Advance voting opened today. This means that if you can’t get to a polling booth on election day, you are able to vote from today. It also means that there are now downloadable voting papers for all seats available online. This has resulted in a number of parties and candidates, and I suspect average voters, putting images of their papers on social media.




This raised the question from Andrew Chen:


Thankfully Lamia pointed me at this:

8.4 Imitation voting papers

Do not print or distribute, on election day or after midnight on the Tuesday before election day (Tuesday 16 September 2014), anything which imitates a ballot paper (or part of a ballot paper) to be used at the election and which contains any direction or matter likely to influence a voter. Do not print or distribute on election day any card or paper showing the candidates or parties even if it is not an imitation of a ballot paper.

In the past the issue has arisen as to whether election advertising in newspapers offends the legislative provision against imitation ballot papers. Whilst each case depends on its facts the use in an advertisement of a tick against a party name or candidate name does not, of itself, offend the provision.

The rules about imitation voting papers precede the availability of technology that so readily enables a voter to take a photo of their voting paper in a voting place and then upload the image.
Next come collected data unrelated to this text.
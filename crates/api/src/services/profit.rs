//! Profit calculation.
//!
//! Pure arithmetic over [`Decimal`], no store interaction. The result is
//! the distributable profit left after paying every salary, and it is
//! allowed to go negative when salaries exceed the profit.

use rust_decimal::Decimal;

/// Errors produced by profit calculation.
#[derive(Debug, thiserror::Error, PartialEq, Eq)]
pub enum ProfitError {
    /// The salary list was empty.
    #[error("Invalid input. Provide an array of salaries and a profit value.")]
    EmptySalaries,

    /// A salary was negative.
    #[error("salary must not be negative, got {0}")]
    NegativeSalary(Decimal),

    /// The profit value was negative.
    #[error("profit must not be negative, got {0}")]
    NegativeProfit(Decimal),
}

/// Compute the profit remaining after paying the given salaries.
///
/// # Errors
///
/// Returns `ProfitError` if the salary list is empty or any input is
/// negative.
pub fn remaining_profit(salaries: &[Decimal], profit: Decimal) -> Result<Decimal, ProfitError> {
    if salaries.is_empty() {
        return Err(ProfitError::EmptySalaries);
    }
    if let Some(salary) = salaries.iter().find(|salary| **salary < Decimal::ZERO) {
        return Err(ProfitError::NegativeSalary(*salary));
    }
    if profit < Decimal::ZERO {
        return Err(ProfitError::NegativeProfit(profit));
    }

    let total: Decimal = salaries.iter().sum();
    Ok(profit - total)
}

#[cfg(test)]
#[allow(clippy::unwrap_used)]
mod tests {
    use super::*;

    #[test]
    fn test_remaining_profit_subtracts_salaries() {
        let salaries = [
            Decimal::from(3000),
            Decimal::from(2000),
            Decimal::from(1000),
        ];
        let remaining = remaining_profit(&salaries, Decimal::from(10_000)).unwrap();
        assert_eq!(remaining, Decimal::from(4000));
    }

    #[test]
    fn test_remaining_profit_keeps_cents_exact() {
        let salaries = [Decimal::new(1050, 2), Decimal::new(25, 2)];
        let remaining = remaining_profit(&salaries, Decimal::new(2000, 2)).unwrap();
        assert_eq!(remaining, Decimal::new(925, 2));
    }

    #[test]
    fn test_remaining_profit_may_go_negative() {
        let salaries = [Decimal::from(6000)];
        let remaining = remaining_profit(&salaries, Decimal::from(5000)).unwrap();
        assert_eq!(remaining, Decimal::from(-1000));
    }

    #[test]
    fn test_empty_salaries_rejected() {
        let err = remaining_profit(&[], Decimal::from(5000)).unwrap_err();
        assert_eq!(err, ProfitError::EmptySalaries);
    }

    #[test]
    fn test_negative_salary_rejected() {
        let salaries = [Decimal::from(1000), Decimal::from(-50)];
        let err = remaining_profit(&salaries, Decimal::from(5000)).unwrap_err();
        assert_eq!(err, ProfitError::NegativeSalary(Decimal::from(-50)));
    }

    #[test]
    fn test_negative_profit_rejected() {
        let salaries = [Decimal::from(1000)];
        let err = remaining_profit(&salaries, Decimal::from(-1)).unwrap_err();
        assert_eq!(err, ProfitError::NegativeProfit(Decimal::from(-1)));
    }
}
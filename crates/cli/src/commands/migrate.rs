//! Database migration command.
//!
//! # Usage
//!
//! ```bash
//! stockroom-cli migrate
//! ```
//!
//! # Environment Variables
//!
//! - `STOCKROOM_DATABASE_URL` - `PostgreSQL` connection string
//!   (`DATABASE_URL` works as a fallback)
//!
//! Migration files live in `crates/api/migrations/` and are embedded into
//! the binary at compile time.

use secrecy::SecretString;

use stockroom_api::db;

/// Errors that can occur while migrating.
#[derive(Debug, thiserror::Error)]
pub enum MigrationError {
    /// Required environment variable is missing.
    #[error("Missing environment variable: {0}")]
    MissingEnvVar(&'static str),

    /// Database connection error.
    #[error("Database error: {0}")]
    Database(#[from] sqlx::Error),

    /// Migration error.
    #[error("Migration error: {0}")]
    Migration(#[from] sqlx::migrate::MigrateError),
}

/// Run database migrations.
///
/// # Errors
///
/// Returns an error if the database is unreachable or a migration fails to
/// apply.
pub async fn run() -> Result<(), MigrationError> {
    dotenvy::dotenv().ok();

    let database_url = database_url()?;

    tracing::info!("Connecting to database...");
    let pool = db::create_pool(&database_url).await?;

    tracing::info!("Running migrations...");
    sqlx::migrate!("../api/migrations").run(&pool).await?;

    tracing::info!("Migrations complete!");
    Ok(())
}

fn database_url() -> Result<SecretString, MigrationError> {
    std::env::var("STOCKROOM_DATABASE_URL")
        .or_else(|_| std::env::var("DATABASE_URL"))
        .map(SecretString::from)
        .map_err(|_| MigrationError::MissingEnvVar("STOCKROOM_DATABASE_URL"))
}
use axum::{
    http::StatusCode,
    response::{IntoResponse, Response},
};
use std::fmt;

/// Handler-level failure: a status plus the short plain-text reason the
/// caller sees. Internal detail stays in the logs.
#[derive(Debug)]
pub struct AppError {
    pub status: StatusCode,
    pub message: String,
}

impl AppError {
    /// Create a new AppError with a specific status and message.
    pub fn new(status: StatusCode, msg: impl Into<String>) -> Self {
        Self {
            status,
            message: msg.into(),
        }
    }

    /// Shortcut for a 500 Internal Server Error
    pub fn internal(msg: impl Into<String>) -> Self {
        Self::new(StatusCode::INTERNAL_SERVER_ERROR, msg)
    }

    /// Shortcut for 404 Not Found
    pub fn not_found(msg: impl Into<String>) -> Self {
        Self::new(StatusCode::NOT_FOUND, msg)
    }

    pub fn bad_request(msg: impl Into<String>) -> Self {
        Self::new(StatusCode::BAD_REQUEST, msg)
    }

    pub fn unauthorized(msg: impl Into<String>) -> Self {
        Self::new(StatusCode::UNAUTHORIZED, msg)
    }

    pub fn method_not_allowed(msg: impl Into<String>) -> Self {
        Self::new(StatusCode::METHOD_NOT_ALLOWED, msg)
    }
}

impl fmt::Display for AppError {
    fn fmt(&self, f: &mut fmt::Formatter<'_>) -> fmt::Result {
        write!(f, "{}", self.message)
    }
}

impl std::error::Error for AppError {}

impl IntoResponse for AppError {
    fn into_response(self) -> Response {
        (self.status, self.message).into_response()
    }
}
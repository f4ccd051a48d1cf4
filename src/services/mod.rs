pub mod gateway_service;
pub mod key_deriver;
#[cfg(test)]
pub mod memory_store;
pub mod object_store;
pub mod s3_store;
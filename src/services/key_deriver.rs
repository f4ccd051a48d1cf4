//! Object key derivation for uploads.

use crate::models::object::ObjectKey;

/// Maps an upload's filename to its object key.
///
/// The key is the MD5 hex digest of `filename ++ disambiguator`. The
/// disambiguator is fixed for the life of the deriver (the process id in
/// production), so the same filename always yields the same key within one
/// process and a later upload overwrites an earlier one.
#[derive(Clone, Debug)]
pub struct KeyDeriver {
    disambiguator: String,
}

impl KeyDeriver {
    /// Deriver keyed on the current process id.
    pub fn from_process() -> Self {
        Self::with_disambiguator(std::process::id().to_string())
    }

    pub fn with_disambiguator(disambiguator: impl Into<String>) -> Self {
        Self {
            disambiguator: disambiguator.into(),
        }
    }

    pub fn disambiguator(&self) -> &str {
        &self.disambiguator
    }

    /// Derive the key for `filename`. Every input is accepted, including "".
    pub fn derive(&self, filename: &str) -> ObjectKey {
        let mut ctx = md5::Context::new();
        ctx.consume(filename.as_bytes());
        ctx.consume(self.disambiguator.as_bytes());
        ObjectKey::new(format!("{:x}", ctx.compute()))
    }
}
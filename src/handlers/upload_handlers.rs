//! Upload endpoint.
//!
//! Mounted for every method so the ordering of checks is ours: bearer token
//! first, then method, then the multipart `file` part. The part body is handed
//! to the store as a stream and never collected here.

use crate::{
    errors::AppError,
    models::object::ByteStream,
    services::{gateway_service::GatewayService, object_store::StoreError},
};
use axum::{
    extract::{FromRequest, Multipart, Request, State, multipart::MultipartError},
    http::{Method, StatusCode, header},
    response::{IntoResponse, Response},
};
use futures::StreamExt;
use std::io;
use tracing::{debug, error, warn};

/// Multipart field carrying the uploaded file.
const FILE_FIELD: &str = "file";

/// `POST /upload`: store the `file` part and answer with its public link.
pub async fn upload_file(
    State(service): State<GatewayService>,
    request: Request,
) -> Result<Response, AppError> {
    let authorization = request
        .headers()
        .get(header::AUTHORIZATION)
        .and_then(|value| value.to_str().ok());
    if !service.upload_auth.is_authorized(authorization) {
        warn!("rejected upload with missing or invalid bearer token");
        return Err(AppError::unauthorized("Unauthorized"));
    }

    if request.method() != Method::POST {
        return Err(AppError::method_not_allowed("Only POST supported"));
    }

    let mut multipart = Multipart::from_request(request, &service)
        .await
        .map_err(|rejection| {
            debug!("upload body is not multipart: {}", rejection);
            AppError::bad_request("No file")
        })?;

    loop {
        let field = match multipart.next_field().await {
            Ok(Some(field)) => field,
            Ok(None) => break,
            Err(err) => {
                debug!("malformed multipart body: {}", err);
                return Err(body_rejection(&err));
            }
        };

        if field.name() != Some(FILE_FIELD) {
            continue;
        }
        // A `file` part without a filename is a plain form value, not a file.
        let Some(filename) = field.file_name().map(str::to_owned) else {
            continue;
        };
        let content_type = field.content_type().map(str::to_owned);
        let body: ByteStream<'_> = Box::pin(field.map(|chunk| chunk.map_err(io::Error::other)));

        return match service
            .upload(&filename, content_type.as_deref(), body)
            .await
        {
            Ok(link) => {
                debug!(key = %link.key, "upload complete");
                Ok(link.url.into_response())
            }
            Err(err) => Err(upload_failure(&filename, err)),
        };
    }

    Err(AppError::bad_request("No file"))
}

/// Map a failed `put` to the caller's status: 413 when the body hit the
/// upload size cap, 500 for everything else.
fn upload_failure(filename: &str, err: StoreError) -> AppError {
    if let StoreError::Io(io_err) = &err
        && let Some(body_err) = io_err
            .get_ref()
            .and_then(|inner| inner.downcast_ref::<MultipartError>())
        && body_err.status() == StatusCode::PAYLOAD_TOO_LARGE
    {
        warn!(filename, "upload exceeded size limit: {}", body_err);
        return body_rejection(body_err);
    }

    error!(filename, error = %err, "upload failed");
    AppError::internal("Upload error")
}

/// Oversized bodies are 413; any other unreadable body means there is no
/// usable file part.
fn body_rejection(err: &MultipartError) -> AppError {
    match err.status() {
        StatusCode::PAYLOAD_TOO_LARGE => {
            AppError::new(StatusCode::PAYLOAD_TOO_LARGE, "File too large")
        }
        _ => AppError::bad_request("No file"),
    }
}
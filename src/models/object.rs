//! Represents an object (file) addressed in the backing bucket.

use bytes::Bytes;
use futures::Stream;
use std::{fmt, io, pin::Pin};

/// Boxed byte stream accepted by `put` and returned by `get`.
///
/// Upload streams borrow the multipart request they are read from, so the
/// lifetime stays open; download streams are always `'static`.
pub type ByteStream<'a> = Pin<Box<dyn Stream<Item = io::Result<Bytes>> + Send + 'a>>;

/// Key of a stored object within the bucket.
///
/// Keys produced by the gateway are 32 lowercase hex characters, but any
/// string read back from a request path is accepted as-is.
#[derive(Clone, Debug, PartialEq, Eq, Hash)]
pub struct ObjectKey(String);

impl ObjectKey {
    pub fn new(key: impl Into<String>) -> Self {
        Self(key.into())
    }

    pub fn as_str(&self) -> &str {
        &self.0
    }
}

impl fmt::Display for ObjectKey {
    fn fmt(&self, f: &mut fmt::Formatter<'_>) -> fmt::Result {
        f.write_str(&self.0)
    }
}

/// Externally reachable URL of an uploaded object: `{base_url}/{key}`.
#[derive(Clone, Debug, PartialEq, Eq)]
pub struct PublicLink {
    pub key: ObjectKey,
    pub url: String,
}

impl PublicLink {
    pub fn new(base_url: &str, key: ObjectKey) -> Self {
        let url = format!("{}/{}", base_url, key);
        Self { key, url }
    }
}

impl fmt::Display for PublicLink {
    fn fmt(&self, f: &mut fmt::Formatter<'_>) -> fmt::Result {
        f.write_str(&self.url)
    }
}

/// A stored object opened for reading.
///
/// `content_type` and `content_length` are whatever the store reported; the
/// payload itself is never buffered here.
pub struct ObjectDownload {
    pub content_type: Option<String>,
    pub content_length: Option<u64>,
    pub body: ByteStream<'static>,
}

impl fmt::Debug for ObjectDownload {
    fn fmt(&self, f: &mut fmt::Formatter<'_>) -> fmt::Result {
        f.debug_struct("ObjectDownload")
            .field("content_type", &self.content_type)
            .field("content_length", &self.content_length)
            .finish_non_exhaustive()
    }
}
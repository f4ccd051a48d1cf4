pub mod file_handlers;
pub mod health_handlers;
pub mod upload_handlers;
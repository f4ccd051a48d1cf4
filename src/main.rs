use anyhow::{Context, Result};
use axum::Router;
use std::sync::Arc;
use tokio::{net::TcpListener, signal};
use tracing_subscriber::EnvFilter;

mod config;
mod errors;
mod handlers;
mod models;
mod routes;
mod services;

use services::{
    gateway_service::GatewayService, key_deriver::KeyDeriver, s3_store::S3ObjectStore,
};

#[tokio::main]
async fn main() -> Result<()> {
    // --- Logging setup ---
    tracing_subscriber::fmt()
        .with_env_filter(
            EnvFilter::try_from_default_env().unwrap_or_else(|_| EnvFilter::new("info")),
        )
        .init();

    // --- Parse config ---
    let cfg = config::AppConfig::from_env_and_args().context("loading configuration")?;

    tracing::info!("Starting file-gateway with config: {:?}", cfg);

    // --- Initialize core service ---
    let store = Arc::new(S3ObjectStore::new(&cfg));
    let keys = KeyDeriver::from_process();
    tracing::debug!(disambiguator = keys.disambiguator(), "key derivation ready");
    let gateway = GatewayService::new(&cfg, store, keys);

    // --- Ensure bucket exists; no degraded startup ---
    gateway
        .ensure_bucket()
        .await
        .with_context(|| format!("ensuring bucket `{}` exists", cfg.bucket))?;

    // --- Build router ---
    let app: Router = routes::routes::routes(&cfg).with_state(gateway);

    // --- Start server ---
    let addr = cfg.addr();
    let listener = TcpListener::bind(&addr)
        .await
        .with_context(|| format!("binding gateway listener on {}", addr))?;

    tracing::info!(
        upload = %cfg.upload_path,
        files = %cfg.files_path,
        "gateway listening on http://{}",
        listener.local_addr()?
    );
    axum::serve(listener, app)
        .with_graceful_shutdown(shutdown_signal())
        .await?;

    tracing::info!("gateway stopped");
    Ok(())
}

/// Resolve on Ctrl+C or SIGTERM so in-flight transfers can finish.
async fn shutdown_signal() {
    let ctrl_c = async {
        if let Err(err) = signal::ctrl_c().await {
            tracing::error!("Failed to install Ctrl+C handler: {}", err);
            std::future::pending::<()>().await;
        }
    };

    #[cfg(unix)]
    let terminate = async {
        match signal::unix::signal(signal::unix::SignalKind::terminate()) {
            Ok(mut sigterm) => {
                sigterm.recv().await;
            }
            Err(err) => {
                tracing::error!("Failed to install SIGTERM handler: {}", err);
                std::future::pending::<()>().await;
            }
        }
    };

    #[cfg(not(unix))]
    let terminate = std::future::pending::<()>();

    tokio::select! {
        _ = ctrl_c => {},
        _ = terminate => {},
    }

    tracing::info!("Shutdown signal received, draining connections");
}
//! S3-compatible object store (MinIO in the reference deployment).
//!
//! Uploads of unknown length are buffered one part at a time: a stream that
//! ends inside the first part goes out as a single `PutObject`, anything
//! longer becomes a multipart upload that is aborted if any step fails.
//! Downloads forward the `GetObject` body as it arrives.

use crate::{
    config::AppConfig,
    models::object::{ByteStream, ObjectDownload},
    services::object_store::{ObjectStore, StoreError, StoreResult},
};
use aws_sdk_s3::{
    Client,
    config::{BehaviorVersion, Credentials, Region},
    error::{DisplayErrorContext, ProvideErrorMetadata, SdkError},
    primitives::ByteStream as S3ByteStream,
    types::{CompletedMultipartUpload, CompletedPart},
};
use bytes::BytesMut;
use futures::StreamExt;
use tokio_util::io::ReaderStream;
use tracing::{debug, warn};

/// Smallest part size S3 accepts for every part but the last.
const PART_SIZE: usize = 5 * 1024 * 1024;

#[derive(Clone, Debug)]
pub struct S3ObjectStore {
    client: Client,
}

impl S3ObjectStore {
    /// Build a client for the endpoint and static credentials in `cfg`.
    pub fn new(cfg: &AppConfig) -> Self {
        let credentials = Credentials::new(
            cfg.access_key.clone(),
            cfg.secret_key.clone(),
            None,
            None,
            "file-gateway",
        );

        let s3_config = aws_sdk_s3::config::Builder::new()
            .behavior_version(BehaviorVersion::latest())
            .credentials_provider(credentials)
            .region(Region::new(cfg.region.clone()))
            .endpoint_url(cfg.endpoint_url())
            .force_path_style(true)
            .build();

        debug!(endpoint = %cfg.endpoint_url(), region = %cfg.region, "initialized S3 client");

        Self::with_client(Client::from_conf(s3_config))
    }

    pub fn with_client(client: Client) -> Self {
        Self { client }
    }

    async fn put_single(
        &self,
        bucket: &str,
        key: &str,
        buffer: BytesMut,
        content_type: Option<&str>,
    ) -> StoreResult<()> {
        let len = buffer.len() as i64;
        self.client
            .put_object()
            .bucket(bucket)
            .key(key)
            .set_content_type(content_type.map(str::to_owned))
            .content_length(len)
            .body(S3ByteStream::from(buffer.freeze()))
            .send()
            .await
            .map_err(|err| backend_error("PutObject", err))?;

        debug!(bucket, key, size = len, "stored object with single put");
        Ok(())
    }

    async fn put_multipart(
        &self,
        bucket: &str,
        key: &str,
        buffer: BytesMut,
        body: ByteStream<'_>,
        content_type: Option<&str>,
    ) -> StoreResult<()> {
        let created = self
            .client
            .create_multipart_upload()
            .bucket(bucket)
            .key(key)
            .set_content_type(content_type.map(str::to_owned))
            .send()
            .await
            .map_err(|err| backend_error("CreateMultipartUpload", err))?;
        let upload_id = created
            .upload_id()
            .ok_or_else(|| StoreError::Backend("CreateMultipartUpload returned no upload id".into()))?
            .to_string();

        let parts = match self.upload_parts(bucket, key, &upload_id, buffer, body).await {
            Ok(parts) => parts,
            Err(err) => {
                self.abort_multipart(bucket, key, &upload_id).await;
                return Err(err);
            }
        };
        let part_count = parts.len();

        let completed = self
            .client
            .complete_multipart_upload()
            .bucket(bucket)
            .key(key)
            .upload_id(&upload_id)
            .multipart_upload(
                CompletedMultipartUpload::builder()
                    .set_parts(Some(parts))
                    .build(),
            )
            .send()
            .await;
        if let Err(err) = completed {
            self.abort_multipart(bucket, key, &upload_id).await;
            return Err(backend_error("CompleteMultipartUpload", err));
        }

        debug!(bucket, key, parts = part_count, "stored object with multipart upload");
        Ok(())
    }

    /// Upload `buffer` as part 1, then keep refilling it from `body`.
    async fn upload_parts(
        &self,
        bucket: &str,
        key: &str,
        upload_id: &str,
        mut buffer: BytesMut,
        mut body: ByteStream<'_>,
    ) -> StoreResult<Vec<CompletedPart>> {
        let mut parts = Vec::new();
        let mut part_number: i32 = 1;
        let mut finished = false;

        loop {
            let chunk = buffer.split().freeze();
            if !chunk.is_empty() {
                let uploaded = self
                    .client
                    .upload_part()
                    .bucket(bucket)
                    .key(key)
                    .upload_id(upload_id)
                    .part_number(part_number)
                    .content_length(chunk.len() as i64)
                    .body(S3ByteStream::from(chunk))
                    .send()
                    .await
                    .map_err(|err| backend_error("UploadPart", err))?;
                parts.push(
                    CompletedPart::builder()
                        .set_e_tag(uploaded.e_tag().map(str::to_owned))
                        .part_number(part_number)
                        .build(),
                );
                part_number += 1;
            }
            if finished {
                break;
            }
            finished = fill_part(&mut body, &mut buffer).await?;
        }

        Ok(parts)
    }

    async fn abort_multipart(&self, bucket: &str, key: &str, upload_id: &str) {
        if let Err(err) = self
            .client
            .abort_multipart_upload()
            .bucket(bucket)
            .key(key)
            .upload_id(upload_id)
            .send()
            .await
        {
            warn!(
                bucket,
                key,
                upload_id,
                error = %DisplayErrorContext(&err),
                "failed to abort multipart upload"
            );
        }
    }
}

#[async_trait::async_trait]
impl ObjectStore for S3ObjectStore {
    async fn bucket_exists(&self, bucket: &str) -> StoreResult<bool> {
        match self.client.head_bucket().bucket(bucket).send().await {
            Ok(_) => Ok(true),
            Err(SdkError::ServiceError(service_err)) if service_err.err().is_not_found() => {
                Ok(false)
            }
            Err(err) => Err(backend_error("HeadBucket", err)),
        }
    }

    async fn create_bucket(&self, bucket: &str) -> StoreResult<()> {
        self.client
            .create_bucket()
            .bucket(bucket)
            .send()
            .await
            .map_err(|err| backend_error("CreateBucket", err))?;
        Ok(())
    }

    async fn put(
        &self,
        bucket: &str,
        key: &str,
        mut body: ByteStream<'_>,
        size: Option<u64>,
        content_type: Option<&str>,
    ) -> StoreResult<()> {
        let mut buffer = BytesMut::with_capacity(match size {
            Some(len) => (len as usize).min(PART_SIZE),
            None => PART_SIZE,
        });

        if fill_part(&mut body, &mut buffer).await? {
            self.put_single(bucket, key, buffer, content_type).await
        } else {
            self.put_multipart(bucket, key, buffer, body, content_type)
                .await
        }
    }

    async fn get(&self, bucket: &str, key: &str) -> StoreResult<ObjectDownload> {
        let output = self
            .client
            .get_object()
            .bucket(bucket)
            .key(key)
            .send()
            .await
            .map_err(|err| match err {
                SdkError::ServiceError(service_err) if service_err.err().is_no_such_key() => {
                    StoreError::NotFound {
                        bucket: bucket.to_string(),
                        key: key.to_string(),
                    }
                }
                SdkError::ServiceError(service_err)
                    if service_err.err().code() == Some("NoSuchBucket") =>
                {
                    StoreError::BucketNotFound(bucket.to_string())
                }
                other => backend_error("GetObject", other),
            })?;

        let content_type = output.content_type().map(str::to_owned);
        let content_length = output
            .content_length()
            .and_then(|len| u64::try_from(len).ok());
        let body = ReaderStream::new(output.body.into_async_read());

        Ok(ObjectDownload {
            content_type,
            content_length,
            body: Box::pin(body),
        })
    }
}

/// Pull chunks from `body` until `buffer` holds a full part.
///
/// Returns `true` once the stream is exhausted.
async fn fill_part(body: &mut ByteStream<'_>, buffer: &mut BytesMut) -> StoreResult<bool> {
    while buffer.len() < PART_SIZE {
        match body.next().await {
            Some(chunk) => buffer.extend_from_slice(&chunk?),
            None => return Ok(true),
        }
    }
    Ok(false)
}

fn backend_error<E, R>(operation: &str, err: SdkError<E, R>) -> StoreError
where
    E: std::error::Error + Send + Sync + 'static,
    R: std::fmt::Debug,
{
    StoreError::Backend(format!("{} failed: {}", operation, DisplayErrorContext(&err)))
}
The Commission’s view is that it is arguable that publishing an image of the voting paper is publishing an imitation voting paper. Imitation can mean both a copy and a counterfeit. Accordingly, the Commission advises candidates, parties and their supporters not to publish a photo of a completed voting paper online. Nor should any person publish a photo of an uncompleted voting paper together with any other information likely to influence any vote.


But even that is not clear. So after checking with the Electoral Commission, it appears that in their view, posting images of completed voting papers BEFORE midnight on the Tuesday before an election is ok legally, but they do also feel that it may breach the spirit of the law and the importance of the secret ballot. So it looks like it is ok for the Young Nats and Trevor Mallard to post those images at this point in time.